— WHAT YOU SHOULD DO —
Every record must be copied exactly, from first line to last.

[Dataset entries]

********************

//! One-shot English lookups: words, phrases, sentences and grammar questions.

use serde::{Deserialize, Serialize};
use serde_json::{json, Value};
use std::sync::Arc;
use tracing::{debug, error, warn};

use crate::error::TutorError;
use crate::llm::{ChatBackend, ChatMessage, CompletionRequest, OutputSchema};
use crate::metrics;
use crate::model_registry::{ModelRegistry, FEATURE_ENGLISH};
use crate::session_engine::Level;

const QUERY_MAX_TOKENS: u32 = 800;
const QUERY_TEMPERATURE: f32 = 0.3;
const UNSTRUCTURED_TIP: &str =
    "Could not process the query as expected. The LLM did not return a structured response.";

#[derive(Debug, Clone, Default, Deserialize)]
pub struct SmartQuery {
    pub q: String,
    pub level: Option<String>,
    pub model: Option<String>,
}

#[derive(Debug, Clone, Copy, PartialEq, Eq, Serialize, Deserialize)]
#[serde(rename_all = "snake_case")]
pub enum QueryKind {
    Word,
    Phrase,
    Sentence,
    GrammarExplanation,
    #[serde(other)]
    Unknown,
}

#[derive(Debug, Clone, PartialEq, Serialize, Deserialize)]
pub struct Definition {
    #[serde(default, skip_serializing_if = "Option::is_none")]
    pub pos: Option<String>,
    pub text: String,
}

#[derive(Debug, Clone, PartialEq, Serialize, Deserialize)]
pub struct Example {
    pub text: String,
    #[serde(default, skip_serializing_if = "Option::is_none")]
    pub level: Option<String>,
}

#[derive(Debug, Clone, PartialEq, Serialize, Deserialize)]
pub struct QueryResult {
    #[serde(rename = "type")]
    pub kind: QueryKind,
    pub query: String,
    #[serde(default, skip_serializing_if = "Vec::is_empty")]
    pub definitions: Vec<Definition>,
    #[serde(default, skip_serializing_if = "Option::is_none")]
    pub ipa: Option<String>,
    #[serde(default, skip_serializing_if = "Vec::is_empty")]
    pub examples: Vec<Example>,
    #[serde(default, skip_serializing_if = "Option::is_none")]
    pub translation: Option<String>,
    #[serde(default, skip_serializing_if = "Option::is_none")]
    pub grammar_tips: Option<String>,
    /// Always null; audio comes from the pronounce endpoint.
    #[serde(default)]
    pub audio_url: Option<String>,
}

impl QueryResult {
    fn unstructured(query: &str) -> Self {
        Self {
            kind: QueryKind::Unknown,
            query: query.to_string(),
            definitions: Vec::new(),
            ipa: None,
            examples: Vec::new(),
            translation: None,
            grammar_tips: Some(UNSTRUCTURED_TIP.to_string()),
            audio_url: None,
        }
    }
}

fn system_prompt(level: Option<Level>) -> String {
    let level = level.map_or_else(|| "B1 (default)".to_string(), |l| l.to_string());
    format!(
        "You are an English learning assistant. Analyze the user's query and provide detailed information.\n\
         Determine if the query is a single word, a phrase, a sentence, or a grammar question.\n\
         Target CEFR level for examples and explanations: {level}.\n\
         If the query is a word, provide definitions with part of speech, IPA and example sentences.\n\
         If the query is a phrase, explain its meaning and usage.\n\
         If the query is a sentence, translate it into Traditional Chinese and point out grammar.\n\
         Keep grammar_tips concise. If unsure, use type \"unknown\"."
    )
}

pub fn query_schema() -> OutputSchema {
    OutputSchema {
        name: "english_query_tool".to_string(),
        schema: json!({
            "type": "object",
            "properties": {
                "type": {"type": "string", "enum": ["word", "phrase", "sentence", "grammar_explanation", "unknown"]},
                "query": {"type": "string"},
                "definitions": {
                    "type": "array",
                    "items": {"type": "object", "properties": {"pos": {"type": "string"}, "text": {"type": "string"}}, "required": ["text"]}
                },
                "ipa": {"type": "string"},
                "examples": {
                    "type": "array",
                    "items": {"type": "object", "properties": {"text": {"type": "string"}, "level": {"type": "string"}}, "required": ["text"]}
                },
                "translation": {"type": "string"},
                "grammar_tips": {"type": "string"}
            },
            "required": ["type", "query"]
        }),
    }
}

/// Structured result, or the "unknown" placeholder when the reply has no usable shape.
pub fn parse_result(value: Value, query: &str) -> QueryResult {
    if !value.is_object() {
        return QueryResult::unstructured(query);
    }
    match serde_json::from_value::<QueryResult>(value) {
        Ok(mut result) => {
            result.audio_url = None;
            result
        }
        Err(e) => {
            warn!("Query reply did not match the expected shape: {}", e);
            QueryResult::unstructured(query)
        }
    }
}

#[derive(Clone)]
pub struct QueryService {
    backend: Arc<dyn ChatBackend>,
    registry: Arc<ModelRegistry>,
}

impl QueryService {
    pub fn new(backend: Arc<dyn ChatBackend>, registry: Arc<ModelRegistry>) -> Self {
        Self { backend, registry }
    }

    pub async fn query(&self, request: SmartQuery) -> Result<QueryResult, TutorError> {
        let q = request.q.trim();
        if q.is_empty() {
            return Err(TutorError::Validation("Query must not be empty".to_string()));
        }
        let level = request
            .level
            .as_deref()
            .filter(|l| !l.trim().is_empty())
            .map(str::parse::<Level>)
            .transpose()?;
        let model = self.registry.resolve_llm(FEATURE_ENGLISH, request.model.as_deref());
        debug!("Smart query with {}: {:?}", model, q);

        let completion = CompletionRequest {
            model,
            messages: vec![ChatMessage::system(system_prompt(level)), ChatMessage::user(q)],
            max_tokens: QUERY_MAX_TOKENS,
            temperature: QUERY_TEMPERATURE,
        };
        let value = self
            .backend
            .complete_json(&completion, &query_schema())
            .await
            .map_err(|e| {
                metrics::inc_upstream_failures();
                error!("Smart query failed: {}", e);
                TutorError::upstream(e)
            })?;
        Ok(parse_result(value, q))
    }
}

********************

— RESPONSE TO THE TASK —
//! One-shot English lookups: words, phrases, sentences and grammar questions.

use serde::{Deserialize, Serialize};
use serde_json::{json, Value};
use std::sync::Arc;
use tracing::{debug, error, warn};

use crate::error::TutorError;
use crate::llm::{ChatBackend, ChatMessage, CompletionRequest, OutputSchema};
use crate::metrics;
use crate::model_registry::{ModelRegistry, FEATURE_ENGLISH};
use crate::session_engine::Level;

const QUERY_MAX_TOKENS: u32 = 800;
const QUERY_TEMPERATURE: f32 = 0.3;
const UNSTRUCTURED_TIP: &str =
    "Could not process the query as expected. The LLM did not return a structured response.";

#[derive(Debug, Clone, Default, Deserialize)]
pub struct SmartQuery {
    pub q: String,
    pub level: Option<String>,
    pub model: Option<String>,
}

#[derive(Debug, Clone, Copy, PartialEq, Eq, Serialize, Deserialize)]
#[serde(rename_all = "snake_case")]
pub enum QueryKind {
    Word,
    Phrase,
    Sentence,
    GrammarExplanation,
    #[serde(other)]
    Unknown,
}

#[derive(Debug, Clone, PartialEq, Serialize, Deserialize)]
pub struct Definition {
    #[serde(default, skip_serializing_if = "Option::is_none")]
    pub pos: Option<String>,
    pub text: String,
}

#[derive(Debug, Clone, PartialEq, Serialize, Deserialize)]
pub struct Example {
    pub text: String,
    #[serde(default, skip_serializing_if = "Option::is_none")]
    pub level: Option<String>,
}

#[derive(Debug, Clone, PartialEq, Serialize, Deserialize)]
pub struct QueryResult {
    #[serde(rename = "type")]
    pub kind: QueryKind,
    pub query: String,
    #[serde(default, skip_serializing_if = "Vec::is_empty")]
    pub definitions: Vec<Definition>,
    #[serde(default, skip_serializing_if = "Option::is_none")]
    pub ipa: Option<String>,
    #[serde(default, skip_serializing_if = "Vec::is_empty")]
    pub examples: Vec<Example>,
    #[serde(default, skip_serializing_if = "Option::is_none")]
    pub translation: Option<String>,
    #[serde(default, skip_serializing_if = "Option::is_none")]
    pub grammar_tips: Option<String>,
    /// Always null; audio comes from the pronounce endpoint.
    #[serde(default)]
    pub audio_url: Option<String>,
}

impl QueryResult {
    fn unstructured(query: &str) -> Self {
        Self {
            kind: QueryKind::Unknown,
            query: query.to_string(),
            definitions: Vec::new(),
            ipa: None,
            examples: Vec::new(),
            translation: None,
            grammar_tips: Some(UNSTRUCTURED_TIP.to_string()),
            audio_url: None,
        }
    }
}

fn system_prompt(level: Option<Level>) -> String {
    let level = level.map_or_else(|| "B1 (default)".to_string(), |l| l.to_string());
    format!(
        "You are an English learning assistant. Analyze the user's query and provide detailed information.\n\
         Determine if the query is a single word, a phrase, a sentence, or a grammar question.\n\
         Target CEFR level for examples and explanations: {level}.\n\
         If the query is a word, provide definitions with part of speech, IPA and example sentences.\n\
         If the query is a phrase, explain its meaning and usage.\n\
         If the query is a sentence, translate it into Traditional Chinese and point out grammar.\n\
         Keep grammar_tips concise. If unsure, use type \"unknown\"."
    )
}

pub fn query_schema() -> OutputSchema {
    OutputSchema {
        name: "english_query_tool".to_string(),
        schema: json!({
            "type": "object",
            "properties": {
                "type": {"type": "string", "enum": ["word", "phrase", "sentence", "grammar_explanation", "unknown"]},
                "query": {"type": "string"},
                "definitions": {
                    "type": "array",
                    "items": {"type": "object", "properties": {"pos": {"type": "string"}, "text": {"type": "string"}}, "required": ["text"]}
                },
                "ipa": {"type": "string"},
                "examples": {
                    "type": "array",
                    "items": {"type": "object", "properties": {"text": {"type": "string"}, "level": {"type": "string"}}, "required": ["text"]}
                },
                "translation": {"type": "string"},
                "grammar_tips": {"type": "string"}
            },
            "required": ["type", "query"]
        }),
    }
}

/// Structured result, or the "unknown" placeholder when the reply has no usable shape.
pub fn parse_result(value: Value, query: &str) -> QueryResult {
    if !value.is_object() {
        return QueryResult::unstructured(query);
    }
    match serde_json::from_value::<QueryResult>(value) {
        Ok(mut result) => {
            result.audio_url = None;
            result
        }
        Err(e) => {
            warn!("Query reply did not match the expected shape: {}", e);
            QueryResult::unstructured(query)
        }
    }
}

#[derive(Clone)]
pub struct QueryService {
    backend: Arc<dyn ChatBackend>,
    registry: Arc<ModelRegistry>,
}

impl QueryService {
    pub fn new(backend: Arc<dyn ChatBackend>, registry: Arc<ModelRegistry>) -> Self {
        Self { backend, registry }
    }

    pub async fn query(&self, request: SmartQuery) -> Result<QueryResult, TutorError> {
        let q = request.q.trim();
        if q.is_empty() {
            return Err(TutorError::Validation("Query must not be empty".to_string()));
        }
        let level = request
            .level
            .as_deref()
            .filter(|l| !l.trim().is_empty())
            .map(str::parse::<Level>)
            .transpose()?;
        let model = self.registry.resolve_llm(FEATURE_ENGLISH, request.model.as_deref());
        debug!("Smart query with {}: {:?}", model, q);

        let completion = CompletionRequest {
            model,
            messages: vec![ChatMessage::system(system_prompt(level)), ChatMessage::user(q)],
            max_tokens: QUERY_MAX_TOKENS,
            temperature: QUERY_TEMPERATURE,
        };
        let value = self
            .backend
            .complete_json(&completion, &query_schema())
            .await
            .map_err(|e| {
                metrics::inc_upstream_failures();
                error!("Smart query failed: {}", e);
                TutorError::upstream(e)
            })?;
        Ok(parse_result(value, q))
    }
}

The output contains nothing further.